(Collected data entries)
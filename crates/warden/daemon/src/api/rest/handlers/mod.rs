//! API request handlers

mod governance;
mod health;
mod intents;
mod internal;

pub use governance::*;
pub use health::*;
pub use intents::*;
pub use internal::*;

What needs to be done: A complete, exact repeat of the records is the required answer.

Task output:
filename crates/warden/daemon/src/api/rest/handlers/mod.rs
//! API request handlers

mod governance;
mod health;
mod intents;
mod internal;

pub use governance::*;
pub use health::*;
pub use intents::*;
pub use internal::*;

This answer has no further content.